Lo Stregatto è uno strano valletto.

L’odore del tè era ovunque, se lo sentiva appiccicato addosso come una seconda pelle.
E il mal di testa non cessava mai, anzi; se era possibile aumentava sempre più man mano che capiva. Lei era Hinata. Una ragazza tanto debole e inadeguata per suo padre quanto dolce e sensibile per i suoi amici. Amici che le stavano vicino e che lei, ingenuamente, non considerava quasi più per colpa della tristezza che quell’unico sguardo severo e sprezzante le infieriva.
Memorie strappati da chissà dove, veloci flash di momenti terribili. Ed era quello, che creava l’emicrania; ricordi di un posto lugubre e buio, illuminato da luce offuscate. La sensazione lacerante del vomito e poi più nulla. Mancava solo un pezzo per completare tutto e andarsene.
Si mise una mano sugli occhi. Non ne poteva più di quel posto, non ne poteva più di nulla.
 - E così vorresti abbandonare il nostro povero principe? -
Oddio.
- Sei così stanca? Non vuoi ricordare anche il volto del tuo Amorrre? – mormorò una voce suadente, che allungava la R quasi stesse facendo le fusa.
- Il vostro principe è Naruto? – esclamò incredula la ragazza, balzando a sedere.
- Il nostro principe è chiunque tu voglia incontrare. Il nostro principe è colui che desideri, colui che ti protegge e ti sostiene. Colui che ami davvero, insomma. – concluse, sorridendo.
Oddio!
Hinata si accorse che stava parlando con un gatto. Un gatto con un ghigno enorme che gli attraversava il volto e la pelliccia a strisce rosa e viola, per la precisione. E due giganteschi sopraccigli neri che emanavano un’incredibile aura di gioventù.
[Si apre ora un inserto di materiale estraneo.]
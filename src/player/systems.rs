use bevy::prelude::*;

use super::components::{
    Player, PlayerCharacterController, Velocity, GRAVITY, GROUND_LEVEL, JUMP_VELOCITY,
    PLAYER_HALF_HEIGHT, PLAYER_SPEED,
};
use crate::camera::PlayerCamera;
use crate::world::{ROOM_HALF_DEPTH, ROOM_HALF_WIDTH};

fn is_grounded(transform: &Transform) -> bool {
    transform.translation.y <= GROUND_LEVEL + PLAYER_HALF_HEIGHT + 0.01
}

pub fn player_movement(
    keyboard_input: Res<ButtonInput<KeyCode>>,
    mut query: Query<(&Transform, &PlayerCharacterController, &mut Velocity), With<Player>>,
    camera_query: Query<&Transform, (With<PlayerCamera>, Without<Player>)>,
) {
    let Ok((transform, controller, mut velocity)) = query.get_single_mut() else {
        return;
    };

    if controller.is_disabled() {
        velocity.0.x = 0.0;
        velocity.0.z = 0.0;
        return;
    }

    // Get movement direction from WASD
    let mut direction = Vec3::ZERO;

    if keyboard_input.pressed(KeyCode::KeyW) {
        direction.z -= 1.0;
    }
    if keyboard_input.pressed(KeyCode::KeyS) {
        direction.z += 1.0;
    }
    if keyboard_input.pressed(KeyCode::KeyA) {
        direction.x -= 1.0;
    }
    if keyboard_input.pressed(KeyCode::KeyD) {
        direction.x += 1.0;
    }

    // Normalize diagonal movement
    if direction.length() > 0.0 {
        direction = direction.normalize();
    }

    // Move relative to where the camera faces (only yaw), falling back to the body
    let forward = camera_query
        .get_single()
        .map(|camera| camera.forward())
        .unwrap_or_else(|_| transform.forward());
    let forward_flat = Vec3::new(forward.x, 0.0, forward.z).normalize_or_zero();
    let right_flat = Vec3::new(-forward.z, 0.0, forward.x).normalize_or_zero();

    let move_direction = forward_flat * -direction.z + right_flat * direction.x;

    // Set horizontal velocity
    velocity.0.x = move_direction.x * PLAYER_SPEED;
    velocity.0.z = move_direction.z * PLAYER_SPEED;

    // Jump (only when grounded)
    if keyboard_input.just_pressed(KeyCode::Space) && is_grounded(transform) {
        velocity.0.y = JUMP_VELOCITY;
    }
}

pub fn apply_gravity(
    time: Res<Time>,
    mut query: Query<(&Transform, &PlayerCharacterController, &mut Velocity), With<Player>>,
) {
    for (transform, controller, mut velocity) in query.iter_mut() {
        if !controller.is_disabled() && !is_grounded(transform) {
            velocity.0.y -= GRAVITY * time.delta_secs();
        }
    }
}

pub fn apply_velocity(
    time: Res<Time>,
    mut query: Query<(&mut Transform, &PlayerCharacterController, &mut Velocity), With<Player>>,
) {
    for (mut transform, controller, mut velocity) in query.iter_mut() {
        // Suspended bodies hold their pose and vertical velocity until resumed
        if controller.is_disabled() {
            continue;
        }

        // Apply velocity to position
        transform.translation += velocity.0 * time.delta_secs();

        // Ground collision
        if transform.translation.y < GROUND_LEVEL + PLAYER_HALF_HEIGHT {
            transform.translation.y = GROUND_LEVEL + PLAYER_HALF_HEIGHT;
            velocity.0.y = 0.0;
        }

        // Wall collisions (keep player inside room)
        transform.translation.x = transform.translation.x.clamp(-ROOM_HALF_WIDTH, ROOM_HALF_WIDTH);
        transform.translation.z = transform.translation.z.clamp(-ROOM_HALF_DEPTH, ROOM_HALF_DEPTH);
    }
}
- Rock Lee. - sbottò, quasi divertita.
- Cosa ridi, questo è un tuo sogno, sai?
- Quindi è un sogno! –
Il gatto sorrise sempre più senza aggiungere nulla. Solo osservando quell’espressione, Hinata capì che da lui non avrebbe ottenuto altro che vaghe risposte.
- Vuoi dirmi, per piacere, da che parte devo andare, signor… Stregatto? – disse, con un po’ di timidezza; non sapeva se quello era il suo nome, né quale fosse l’atteggiamento giusto per rivolgergli la parola.
- Dipende molto dal luogo dove vuoi andare - rispose il Gatto. - ... purché tu vada da qualche parte. Non hai che da camminare! – e scomparve, per poi riapparire poco più in là.
- Ma se non raggiungo il principe come faccio a liberarlo? –
- E chi ti dice che noi vogliamo questo? Magari lui è un malvagio tiranno addormentato per secoli da una gentile regina. – e si dileguò, ancora.
- Stregatto! Non sparire! –
- Perché me lo ordini tu? – esclamò, ricomparendo dietro la sua schiena e facendola saltare per lo spavento.
- Perché ho paura … questo posto e da pazzi! – borbottò, ripensando all’orologio e alla lepre di marzo.
- Oh, di questo non devi avere timore. Io sono matto, tu sei matta, qui tutti sono matti! –
- Anche il principe? –
- Lui dorme, quindi non saprei. –
- Stregatto, dove trovo l’unico non matto? –
Il gatto esibì un enorme sorriso. – ma se solo lui non è matto ma lo sono tutti gli altri alla stessa maniera, allora non è forse che lui è matto e noi no? -
- Forse - rispose lei – ma, per favore, non apparire e scomparire così velocemente. Mi fai girare la testa! –
- Hai ragione - disse il Gatto. Così svanì con lentezza, cominciando con la fine della coda e finendo col ghigno, che rimase per un po’ sul ramo dopo che tutto il resto era sparito.
- Dove devo andare, Stregatto? – gridò Hinata al nulla.
- Perché non segui il valletto? –
La ragazza sospirò, rassegnata. Ottenere altre informazioni era impossibile! Più lo chiamava, più aveva l’impressione che si allontanasse apposta, lasciando che la sua voce rimbalzasse di continuo sulle pareti inesistenti di quel posto.
- Chi è il valletto? – urlò, per l’ennesima volta. Ma, ancora una volta, tornò indietro solo l’eco.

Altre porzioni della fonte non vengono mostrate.